This Year’s Model

While independent exchanges are stalling, industry-led trading hubs are gaining in popularity. Here's what we found when we examined E-marketplaces in four industries: metal, chemicals, paper, and energy.

Of course, virtual procurement is still in early days. Trading platforms and search engines will undoubtedly get more sophisticated, shortening cash-conversion cycles for buyers and sellers. And industry consolidation should mean more suppliers on fewer exchanges, thus better deals.

The industry could stand a little consolidating. At last count, there were about 400 online exchanges scattered across dozens of vertical industries. That’s a lot of exchanges. Therefore, we have fixed our attention on online exchanges in four major industries: metal, chemicals, paper, and energy. Why those four? Because there’s something to write about. Mega sites like Covisint (autos) and Transora (consumer packaged goods) have garnered plenty of press lately, but the reality is that both sites are still getting up to speed.

What We Found

In putting together this roundup, we paid particular attention to three major issues for industry exchanges. First, we looked at survivability. We based this mostly on who’s backing the exchange, what the exchange’s cash burn rate is, and — most important — how much actual business the exchange is doing. By our lights, business-to-business exchanges should be doing some business — not just conducting beta tests. But to some exchange operators, that quaint notion is as revolutionary as Darwin’s theory that man’s early ancestor wore a 64 sleeve and enjoyed the occasional banana.

Beyond survivability, we examined the technopolitics of the exchanges. The simple fact is, B2B exchanges are all about supply chains. And the supply-chain business is a hotly contested battleground, with tech giants like Oracle, SAP, CommerceOne, and Ariba slugging it out for supremacy. We figure, given the ferocity of this battle, there’s probably something worth fighting for.

Finally, we looked at the services these sites offer. If the only thing an E-marketplace does is bring buyers and suppliers together, the Web will never replace a trade show in Miami in March.

In researching this story, a few market trends stood out immediately:

If you’re ahead, you’re dead. This may stem from the fact that the independent exchange model was shaky to begin with. But as far as we can see, first-mover advantage in the E-marketplace business means you’re at the front of the line when they open the doors at the job fair.

Newbies rule. Strangely, the more recent startups (typically, consortium models) own the dominant mind share of their industries. We use the term mind share advisedly — the lion’s share of consortium exchanges aren’t up and running yet. The big question: Have the operators of these new exchanges learned from history, or are they just late arrivals doomed to the same short lifecycle?

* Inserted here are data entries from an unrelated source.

// workflow_runner/src/main.rs

mod config;
mod errors;
mod handler;
mod tokens;
mod workflow;

use crate::config::AppConfig;
use crate::errors::{AppError, Result as AppResult};
use crate::handler::AppCommandHandler;
use crate::tokens::TokenRegistry;
use stepwise::{RunResult, RunnerConfig, StepRunner};
use tracing::Level;
use tracing_subscriber::fmt::format::FmtSpan; // For span events in tracing

#[tokio::main]
async fn main() -> AppResult<()> {
  // Initialize tracing subscriber for logging
  tracing_subscriber::fmt()
    .with_max_level(Level::INFO) // Default level
    .with_env_filter(tracing_subscriber::EnvFilter::from_default_env()) // Allow RUST_LOG override
    .with_span_events(FmtSpan::CLOSE) // Log when spans close, showing duration
    .init();

  tracing::info!("Starting workflow runner...");

  let app_config = match AppConfig::from_env() {
    Ok(cfg) => cfg,
    Err(e) => {
      tracing::error!(error = %e, "Failed to load application configuration.");
      return Err(e);
    }
  };

  let mut run = workflow::load_run(&app_config.workflow_file, app_config.tenant_id.as_deref())?;

  let handler = AppCommandHandler::new(TokenRegistry::new(), app_config.max_delay);
  let runner = StepRunner::new(RunnerConfig::default().with_failure_policy(app_config.failure_policy));
  let outcome = runner.run_sequence(&mut run, &handler).await;

  // Print the step records whatever happened, so the run can be inspected or resumed.
  println!("{}", serde_json::to_string_pretty(run.steps()).map_err(AppError::Output)?);

  let report = outcome?;
  match report.result {
    RunResult::Completed => tracing::info!(dispatched = report.dispatched, "Run completed."),
    RunResult::Suspended { step_id } => tracing::info!(%step_id, "Run suspended on a waiting step."),
  }
  for failure in &report.failures {
    tracing::error!(error = %failure, "Step failed.");
  }
  if report.has_failures() {
    return Err(AppError::FailedSteps(report.failures.len()));
  }
  Ok(())
}
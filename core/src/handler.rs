// stepwise/src/handler.rs

//! Defines the `CommandHandler` trait, the single seam where step effects live,
//! and `NoopHandler`, a handler that performs no effect.

use crate::core::action::Action;
use crate::core::control::StepOutcome;
use crate::core::step::{
  CancelStep, DelayStep, FetchDataStep, InvokeStep, SendListStep, SendStep, UpdateProfileStep,
};
use async_trait::async_trait;
use std::convert::Infallible;
use tracing::{event, Level};

/// One operation per action kind. `Step::dispatch` calls exactly one of them.
///
/// No operation has a default body: adding an action kind means adding a `Step`
/// variant and an operation here, and every implementation must follow.
///
/// Implementations are responsible for the side effect only. The status transition
/// that follows is applied by the runner from the returned `StepOutcome`.
#[async_trait]
pub trait CommandHandler: Send + Sync {
  /// Error returned by handler operations. The runner wraps it in `StepError::Dispatch`.
  type Error: std::error::Error + Send + Sync + 'static;

  async fn cancel(&self, step: &CancelStep) -> Result<StepOutcome, Self::Error>;

  async fn delay(&self, step: &DelayStep) -> Result<StepOutcome, Self::Error>;

  async fn fetch_data(&self, step: &FetchDataStep) -> Result<StepOutcome, Self::Error>;

  async fn send(&self, step: &SendStep) -> Result<StepOutcome, Self::Error>;

  async fn send_list(&self, step: &SendListStep) -> Result<StepOutcome, Self::Error>;

  async fn invoke(&self, step: &InvokeStep) -> Result<StepOutcome, Self::Error>;

  async fn update_profile(&self, step: &UpdateProfileStep) -> Result<StepOutcome, Self::Error>;

  /// Whether this handler accepts steps of `action`. The runner checks a whole
  /// sequence against this before dispatching anything.
  fn supports(&self, _action: Action) -> bool {
    true
  }
}

/// Accepts every step and reports it processed without doing anything.
#[derive(Debug, Clone, Copy, Default)]
pub struct NoopHandler;

impl NoopHandler {
  fn record(action: Action, meta: &crate::core::meta::StepMeta) -> Result<StepOutcome, Infallible> {
    event!(Level::DEBUG, %action, step_id = %meta.step_id(), run_id = %meta.run_id(), "No-op command.");
    Ok(StepOutcome::Processed)
  }
}

#[async_trait]
impl CommandHandler for NoopHandler {
  type Error = Infallible;

  async fn cancel(&self, step: &CancelStep) -> Result<StepOutcome, Self::Error> {
    Self::record(Action::Cancel, step.meta())
  }

  async fn delay(&self, step: &DelayStep) -> Result<StepOutcome, Self::Error> {
    Self::record(Action::Delay, step.meta())
  }

  async fn fetch_data(&self, step: &FetchDataStep) -> Result<StepOutcome, Self::Error> {
    Self::record(Action::FetchData, step.meta())
  }

  async fn send(&self, step: &SendStep) -> Result<StepOutcome, Self::Error> {
    Self::record(Action::Send, step.meta())
  }

  async fn send_list(&self, step: &SendListStep) -> Result<StepOutcome, Self::Error> {
    Self::record(Action::SendList, step.meta())
  }

  async fn invoke(&self, step: &InvokeStep) -> Result<StepOutcome, Self::Error> {
    Self::record(Action::Invoke, step.meta())
  }

  async fn update_profile(&self, step: &UpdateProfileStep) -> Result<StepOutcome, Self::Error> {
    Self::record(Action::UpdateProfile, step.meta())
  }
}
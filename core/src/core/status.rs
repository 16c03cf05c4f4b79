// stepwise/src/core/status.rs

//! Processing status of a step and the transitions allowed between statuses.

use serde::{Deserialize, Serialize};
use std::fmt;

#[derive(Debug, Clone, Copy, PartialEq, Eq, Hash, Default, Serialize, Deserialize)]
pub enum StepStatus {
  #[default]
  #[serde(rename = "NOT PROCESSED")]
  NotProcessed,
  #[serde(rename = "PROCESSING")]
  Processing,
  /// Blocked on an external event (delay expiry, cancel token). Resumes to `Processing`.
  #[serde(rename = "WAITING")]
  Waiting,
  #[serde(rename = "PROCESSED")]
  Processed,
  #[serde(rename = "ERROR")]
  Error,
  #[serde(rename = "SKIPPED")]
  Skipped,
}

impl StepStatus {
  pub fn as_str(self) -> &'static str {
    match self {
      StepStatus::NotProcessed => "NOT PROCESSED",
      StepStatus::Processing => "PROCESSING",
      StepStatus::Waiting => "WAITING",
      StepStatus::Processed => "PROCESSED",
      StepStatus::Error => "ERROR",
      StepStatus::Skipped => "SKIPPED",
    }
  }

  /// Terminal statuses are never left once reached.
  pub fn is_terminal(self) -> bool {
    matches!(self, StepStatus::Processed | StepStatus::Error | StepStatus::Skipped)
  }

  pub fn can_transition_to(self, to: StepStatus) -> bool {
    use StepStatus::*;
    match self {
      NotProcessed => matches!(to, Processing | Skipped),
      Processing => matches!(to, Processed | Error | Skipped | Waiting),
      Waiting => matches!(to, Processing | Error | Skipped),
      Processed | Error | Skipped => false,
    }
  }
}

impl fmt::Display for StepStatus {
  fn fmt(&self, f: &mut fmt::Formatter<'_>) -> fmt::Result {
    f.write_str(self.as_str())
  }
}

Reincarnation happens. Many of the first movers couldn’t hack it as exchanges, but that doesn’t mean all of them have disappeared. Some builders of defunct E-marketplaces have found new life as technology providers for consortium-led hubs and private exchanges.

Napster’s coming, hide your heart. Few E-marketplace operators want to discuss it, but the Napsterization of supply chains could force all online exchanges — independently run, industry run, or do-run run — into early retirement. Peer-to-peer networking enables buyers and suppliers to hook up on their own, eliminating the need for intermediaries. Indeed, serverless data-sharing could revolutionize the way companies do business — not just the way they procure supplies.